### WHAT IS EXPECTED
The answer must be every line of the records below that holds the word "ceil".

Collected data entries:

☆ ☆ ☆

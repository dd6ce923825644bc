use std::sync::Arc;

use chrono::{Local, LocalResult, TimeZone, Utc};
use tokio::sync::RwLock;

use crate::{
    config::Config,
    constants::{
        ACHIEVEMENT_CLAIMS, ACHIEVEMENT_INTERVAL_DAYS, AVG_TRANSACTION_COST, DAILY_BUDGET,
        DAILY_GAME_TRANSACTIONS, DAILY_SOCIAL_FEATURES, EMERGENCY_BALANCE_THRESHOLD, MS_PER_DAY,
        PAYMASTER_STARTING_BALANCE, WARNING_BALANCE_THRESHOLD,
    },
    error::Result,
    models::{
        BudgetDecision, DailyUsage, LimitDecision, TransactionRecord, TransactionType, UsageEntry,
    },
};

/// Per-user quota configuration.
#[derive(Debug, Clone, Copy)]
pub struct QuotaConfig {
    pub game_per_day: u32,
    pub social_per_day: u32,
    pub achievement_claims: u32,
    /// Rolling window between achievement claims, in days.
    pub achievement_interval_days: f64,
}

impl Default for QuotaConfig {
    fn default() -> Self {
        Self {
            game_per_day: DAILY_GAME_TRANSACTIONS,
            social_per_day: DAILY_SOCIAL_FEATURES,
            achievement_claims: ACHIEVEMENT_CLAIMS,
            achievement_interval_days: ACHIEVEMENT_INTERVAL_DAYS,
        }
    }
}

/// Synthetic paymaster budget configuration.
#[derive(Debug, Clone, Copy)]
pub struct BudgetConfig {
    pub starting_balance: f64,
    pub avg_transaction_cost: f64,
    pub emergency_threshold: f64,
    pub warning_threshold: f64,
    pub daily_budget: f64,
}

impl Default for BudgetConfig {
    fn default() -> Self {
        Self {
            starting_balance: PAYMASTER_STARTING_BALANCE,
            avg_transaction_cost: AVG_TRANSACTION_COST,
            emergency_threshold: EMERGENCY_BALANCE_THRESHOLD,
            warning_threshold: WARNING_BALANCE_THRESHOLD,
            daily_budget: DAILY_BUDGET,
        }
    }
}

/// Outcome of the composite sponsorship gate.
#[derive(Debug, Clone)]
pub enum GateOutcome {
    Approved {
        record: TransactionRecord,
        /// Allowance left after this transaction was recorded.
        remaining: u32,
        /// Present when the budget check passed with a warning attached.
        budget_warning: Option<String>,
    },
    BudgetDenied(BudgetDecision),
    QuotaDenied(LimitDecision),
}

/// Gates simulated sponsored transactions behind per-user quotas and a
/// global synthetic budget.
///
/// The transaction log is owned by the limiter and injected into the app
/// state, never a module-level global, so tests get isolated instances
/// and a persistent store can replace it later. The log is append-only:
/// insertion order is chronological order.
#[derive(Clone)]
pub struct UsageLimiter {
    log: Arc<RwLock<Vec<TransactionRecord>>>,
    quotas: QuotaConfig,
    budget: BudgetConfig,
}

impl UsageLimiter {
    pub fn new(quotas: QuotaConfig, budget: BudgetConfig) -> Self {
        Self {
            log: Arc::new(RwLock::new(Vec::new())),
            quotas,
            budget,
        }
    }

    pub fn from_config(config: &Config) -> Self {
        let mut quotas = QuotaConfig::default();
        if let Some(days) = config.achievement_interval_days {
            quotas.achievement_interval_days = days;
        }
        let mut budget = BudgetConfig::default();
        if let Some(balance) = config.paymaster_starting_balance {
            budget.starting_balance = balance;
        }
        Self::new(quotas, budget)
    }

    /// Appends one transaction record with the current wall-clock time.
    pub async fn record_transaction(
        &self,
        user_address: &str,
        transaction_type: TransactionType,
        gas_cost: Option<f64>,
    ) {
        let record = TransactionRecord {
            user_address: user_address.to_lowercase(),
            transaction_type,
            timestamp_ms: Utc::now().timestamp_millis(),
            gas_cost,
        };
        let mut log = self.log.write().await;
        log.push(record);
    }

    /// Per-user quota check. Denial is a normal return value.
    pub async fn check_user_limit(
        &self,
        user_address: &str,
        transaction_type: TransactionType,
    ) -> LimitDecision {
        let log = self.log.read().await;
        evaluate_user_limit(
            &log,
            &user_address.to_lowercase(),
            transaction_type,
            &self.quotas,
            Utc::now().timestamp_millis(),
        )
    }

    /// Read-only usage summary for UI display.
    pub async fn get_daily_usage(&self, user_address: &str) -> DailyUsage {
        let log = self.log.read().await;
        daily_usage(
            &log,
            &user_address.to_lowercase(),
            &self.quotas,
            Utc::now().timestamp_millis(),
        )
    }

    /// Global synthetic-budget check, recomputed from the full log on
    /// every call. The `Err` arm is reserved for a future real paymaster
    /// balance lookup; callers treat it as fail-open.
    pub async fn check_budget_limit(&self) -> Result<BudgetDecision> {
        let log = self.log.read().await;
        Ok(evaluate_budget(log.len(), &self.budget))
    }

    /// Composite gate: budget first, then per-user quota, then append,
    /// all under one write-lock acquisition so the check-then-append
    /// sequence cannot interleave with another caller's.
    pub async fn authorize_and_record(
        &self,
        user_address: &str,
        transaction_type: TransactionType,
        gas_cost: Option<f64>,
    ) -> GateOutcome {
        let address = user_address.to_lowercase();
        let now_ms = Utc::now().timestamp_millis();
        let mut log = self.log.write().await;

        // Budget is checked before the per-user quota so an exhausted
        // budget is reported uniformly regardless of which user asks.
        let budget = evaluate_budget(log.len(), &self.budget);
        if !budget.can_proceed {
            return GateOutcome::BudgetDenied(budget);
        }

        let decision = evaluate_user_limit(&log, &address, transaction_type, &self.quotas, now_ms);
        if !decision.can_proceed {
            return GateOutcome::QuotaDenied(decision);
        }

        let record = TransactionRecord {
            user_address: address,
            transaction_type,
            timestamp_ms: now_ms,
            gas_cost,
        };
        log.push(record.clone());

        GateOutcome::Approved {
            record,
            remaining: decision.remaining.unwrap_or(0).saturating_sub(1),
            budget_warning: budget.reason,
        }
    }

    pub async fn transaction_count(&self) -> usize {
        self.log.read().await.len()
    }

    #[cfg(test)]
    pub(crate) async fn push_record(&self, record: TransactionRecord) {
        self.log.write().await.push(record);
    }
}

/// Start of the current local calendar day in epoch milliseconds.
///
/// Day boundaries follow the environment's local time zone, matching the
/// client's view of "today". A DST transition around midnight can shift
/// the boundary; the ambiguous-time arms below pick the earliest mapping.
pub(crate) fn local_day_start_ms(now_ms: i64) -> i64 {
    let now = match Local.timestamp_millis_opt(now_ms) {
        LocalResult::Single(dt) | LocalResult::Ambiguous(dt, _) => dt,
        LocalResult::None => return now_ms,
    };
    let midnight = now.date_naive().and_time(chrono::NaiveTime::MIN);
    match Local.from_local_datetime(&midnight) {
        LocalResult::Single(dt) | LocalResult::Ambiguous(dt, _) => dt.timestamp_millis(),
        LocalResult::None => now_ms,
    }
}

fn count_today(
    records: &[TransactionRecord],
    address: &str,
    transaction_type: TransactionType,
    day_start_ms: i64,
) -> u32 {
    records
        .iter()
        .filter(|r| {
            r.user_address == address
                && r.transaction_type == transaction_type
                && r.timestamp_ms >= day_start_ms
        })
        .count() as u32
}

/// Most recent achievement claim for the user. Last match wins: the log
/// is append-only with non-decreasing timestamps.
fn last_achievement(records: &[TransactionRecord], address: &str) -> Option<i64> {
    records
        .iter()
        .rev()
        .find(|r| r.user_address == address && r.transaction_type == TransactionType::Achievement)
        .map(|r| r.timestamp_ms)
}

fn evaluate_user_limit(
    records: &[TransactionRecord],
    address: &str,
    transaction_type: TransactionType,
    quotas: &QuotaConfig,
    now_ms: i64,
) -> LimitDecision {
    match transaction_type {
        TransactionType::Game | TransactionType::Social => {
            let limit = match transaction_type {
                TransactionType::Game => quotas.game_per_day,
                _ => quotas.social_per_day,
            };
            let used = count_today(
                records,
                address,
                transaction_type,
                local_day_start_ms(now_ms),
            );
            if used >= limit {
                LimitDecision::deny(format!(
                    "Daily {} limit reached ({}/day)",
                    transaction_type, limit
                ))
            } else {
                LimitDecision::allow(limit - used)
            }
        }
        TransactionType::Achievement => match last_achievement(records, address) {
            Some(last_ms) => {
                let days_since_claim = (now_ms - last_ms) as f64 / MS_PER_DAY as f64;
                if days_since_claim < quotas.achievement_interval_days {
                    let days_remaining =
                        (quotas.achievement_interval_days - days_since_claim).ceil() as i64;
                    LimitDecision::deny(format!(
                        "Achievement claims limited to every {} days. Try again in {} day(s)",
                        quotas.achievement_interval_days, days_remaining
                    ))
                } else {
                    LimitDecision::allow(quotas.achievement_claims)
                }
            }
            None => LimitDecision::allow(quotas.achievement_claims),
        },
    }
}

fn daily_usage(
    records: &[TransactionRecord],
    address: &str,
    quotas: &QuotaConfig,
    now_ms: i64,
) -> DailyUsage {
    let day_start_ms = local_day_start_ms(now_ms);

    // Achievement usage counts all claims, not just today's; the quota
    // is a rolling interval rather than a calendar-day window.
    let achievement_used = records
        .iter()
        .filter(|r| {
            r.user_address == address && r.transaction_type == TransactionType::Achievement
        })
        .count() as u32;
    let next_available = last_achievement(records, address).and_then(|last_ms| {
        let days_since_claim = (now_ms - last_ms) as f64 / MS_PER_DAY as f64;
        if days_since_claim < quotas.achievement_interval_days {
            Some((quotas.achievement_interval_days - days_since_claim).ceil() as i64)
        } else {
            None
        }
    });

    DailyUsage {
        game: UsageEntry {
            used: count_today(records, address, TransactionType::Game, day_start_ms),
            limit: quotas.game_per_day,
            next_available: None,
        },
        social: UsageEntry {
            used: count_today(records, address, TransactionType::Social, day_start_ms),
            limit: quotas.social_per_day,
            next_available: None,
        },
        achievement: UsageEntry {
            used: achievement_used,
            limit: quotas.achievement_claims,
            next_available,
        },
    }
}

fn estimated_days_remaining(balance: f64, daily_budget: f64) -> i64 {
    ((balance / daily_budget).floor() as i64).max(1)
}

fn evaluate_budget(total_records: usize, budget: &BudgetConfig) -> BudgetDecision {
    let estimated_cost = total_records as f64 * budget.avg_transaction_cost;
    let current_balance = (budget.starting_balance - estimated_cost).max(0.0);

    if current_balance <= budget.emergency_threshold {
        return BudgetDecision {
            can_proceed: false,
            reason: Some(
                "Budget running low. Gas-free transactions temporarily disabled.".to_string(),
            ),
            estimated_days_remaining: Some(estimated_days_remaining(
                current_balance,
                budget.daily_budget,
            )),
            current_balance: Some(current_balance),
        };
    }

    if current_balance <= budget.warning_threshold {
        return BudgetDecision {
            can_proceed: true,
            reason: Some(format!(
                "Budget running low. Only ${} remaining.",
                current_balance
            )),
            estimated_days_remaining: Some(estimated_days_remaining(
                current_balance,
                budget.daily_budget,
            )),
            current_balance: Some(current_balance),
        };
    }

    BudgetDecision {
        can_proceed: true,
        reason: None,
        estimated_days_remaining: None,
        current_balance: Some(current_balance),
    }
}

☆ ☆ ☆

### RESPONSE
                        (quotas.achievement_interval_days - days_since_claim).ceil() as i64;
            Some((quotas.achievement_interval_days - days_since_claim).ceil() as i64)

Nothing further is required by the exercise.